Stored items:
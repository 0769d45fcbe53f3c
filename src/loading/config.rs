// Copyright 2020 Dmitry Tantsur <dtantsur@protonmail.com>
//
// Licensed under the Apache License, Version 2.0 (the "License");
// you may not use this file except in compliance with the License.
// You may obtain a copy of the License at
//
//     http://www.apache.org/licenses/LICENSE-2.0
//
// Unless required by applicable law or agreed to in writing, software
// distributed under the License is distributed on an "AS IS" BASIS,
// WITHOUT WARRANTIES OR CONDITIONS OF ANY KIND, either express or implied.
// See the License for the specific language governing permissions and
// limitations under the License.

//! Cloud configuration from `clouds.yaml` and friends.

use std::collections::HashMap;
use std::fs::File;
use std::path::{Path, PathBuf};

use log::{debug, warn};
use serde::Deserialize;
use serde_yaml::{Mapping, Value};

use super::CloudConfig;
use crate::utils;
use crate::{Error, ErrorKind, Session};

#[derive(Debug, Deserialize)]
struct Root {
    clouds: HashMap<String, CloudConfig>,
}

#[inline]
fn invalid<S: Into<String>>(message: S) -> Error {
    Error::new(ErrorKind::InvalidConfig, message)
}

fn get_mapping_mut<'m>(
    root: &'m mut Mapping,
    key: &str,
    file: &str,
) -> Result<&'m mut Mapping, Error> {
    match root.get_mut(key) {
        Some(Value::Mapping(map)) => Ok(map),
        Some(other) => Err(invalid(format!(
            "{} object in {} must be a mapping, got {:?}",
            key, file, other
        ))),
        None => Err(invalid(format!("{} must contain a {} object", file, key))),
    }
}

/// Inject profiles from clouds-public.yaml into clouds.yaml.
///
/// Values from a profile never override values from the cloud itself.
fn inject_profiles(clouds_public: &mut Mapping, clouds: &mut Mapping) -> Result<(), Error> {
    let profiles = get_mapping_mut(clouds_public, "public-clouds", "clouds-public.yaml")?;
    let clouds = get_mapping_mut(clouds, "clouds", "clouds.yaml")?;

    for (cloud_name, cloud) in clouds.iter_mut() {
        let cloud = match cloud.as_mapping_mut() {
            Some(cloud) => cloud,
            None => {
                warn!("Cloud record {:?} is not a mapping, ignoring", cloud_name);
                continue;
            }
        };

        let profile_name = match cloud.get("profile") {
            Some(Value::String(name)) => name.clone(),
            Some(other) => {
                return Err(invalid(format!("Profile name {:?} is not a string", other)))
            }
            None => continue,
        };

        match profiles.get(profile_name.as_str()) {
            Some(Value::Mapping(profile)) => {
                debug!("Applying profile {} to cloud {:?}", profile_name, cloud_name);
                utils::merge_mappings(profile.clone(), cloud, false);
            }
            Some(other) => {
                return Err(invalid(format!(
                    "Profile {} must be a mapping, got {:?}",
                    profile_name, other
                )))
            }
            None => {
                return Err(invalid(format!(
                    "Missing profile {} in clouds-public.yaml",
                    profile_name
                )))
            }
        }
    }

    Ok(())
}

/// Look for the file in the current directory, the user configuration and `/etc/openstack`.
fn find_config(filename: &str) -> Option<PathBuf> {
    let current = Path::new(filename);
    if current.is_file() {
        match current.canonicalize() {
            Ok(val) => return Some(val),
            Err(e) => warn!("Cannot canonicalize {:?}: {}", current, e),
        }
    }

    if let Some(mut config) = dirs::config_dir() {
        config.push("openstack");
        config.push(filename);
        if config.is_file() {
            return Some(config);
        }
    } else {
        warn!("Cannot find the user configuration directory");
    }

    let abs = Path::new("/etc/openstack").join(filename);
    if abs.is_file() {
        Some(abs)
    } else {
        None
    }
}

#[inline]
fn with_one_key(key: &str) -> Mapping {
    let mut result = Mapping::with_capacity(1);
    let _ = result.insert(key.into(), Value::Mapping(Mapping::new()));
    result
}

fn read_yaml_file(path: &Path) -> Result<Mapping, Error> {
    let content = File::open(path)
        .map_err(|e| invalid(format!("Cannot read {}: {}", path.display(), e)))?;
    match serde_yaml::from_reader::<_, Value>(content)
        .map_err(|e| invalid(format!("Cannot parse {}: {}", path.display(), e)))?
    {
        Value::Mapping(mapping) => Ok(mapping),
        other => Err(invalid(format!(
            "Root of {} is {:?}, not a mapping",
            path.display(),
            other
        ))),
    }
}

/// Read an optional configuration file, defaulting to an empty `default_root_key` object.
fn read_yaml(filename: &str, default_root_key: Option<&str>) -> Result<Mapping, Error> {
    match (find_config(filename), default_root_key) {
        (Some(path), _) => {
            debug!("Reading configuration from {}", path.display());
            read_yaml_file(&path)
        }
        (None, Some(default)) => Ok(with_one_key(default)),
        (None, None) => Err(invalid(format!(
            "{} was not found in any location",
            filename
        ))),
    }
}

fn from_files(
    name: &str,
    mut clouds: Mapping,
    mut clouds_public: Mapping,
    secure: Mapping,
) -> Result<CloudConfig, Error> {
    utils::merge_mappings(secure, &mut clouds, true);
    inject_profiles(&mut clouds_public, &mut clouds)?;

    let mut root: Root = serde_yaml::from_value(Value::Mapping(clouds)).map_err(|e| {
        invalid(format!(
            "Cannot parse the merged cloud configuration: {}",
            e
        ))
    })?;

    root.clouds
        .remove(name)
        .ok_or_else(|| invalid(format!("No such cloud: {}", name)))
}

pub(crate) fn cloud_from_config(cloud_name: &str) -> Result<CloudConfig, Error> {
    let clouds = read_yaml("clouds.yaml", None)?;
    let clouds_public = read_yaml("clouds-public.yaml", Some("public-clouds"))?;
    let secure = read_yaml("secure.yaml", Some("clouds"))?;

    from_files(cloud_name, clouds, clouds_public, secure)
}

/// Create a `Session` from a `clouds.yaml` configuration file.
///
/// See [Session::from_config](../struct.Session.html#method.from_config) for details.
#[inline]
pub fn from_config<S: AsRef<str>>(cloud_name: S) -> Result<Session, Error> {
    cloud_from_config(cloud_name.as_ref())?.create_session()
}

WHAT THE EXERCISE ASKS: Please print verbatim each line from the first line of the entries above to the line that contains "governing permissions and", inclusive, and nothing more.

EXERCISE SOLUTION:
repository 0769d45fcbe53f3c
filename src/loading/config.rs
// Copyright 2020 Dmitry Tantsur <dtantsur@protonmail.com>
//
// Licensed under the Apache License, Version 2.0 (the "License");
// you may not use this file except in compliance with the License.
// You may obtain a copy of the License at
//
//     http://www.apache.org/licenses/LICENSE-2.0
//
// Unless required by applicable law or agreed to in writing, software
// distributed under the License is distributed on an "AS IS" BASIS,
// WITHOUT WARRANTIES OR CONDITIONS OF ANY KIND, either express or implied.
// See the License for the specific language governing permissions and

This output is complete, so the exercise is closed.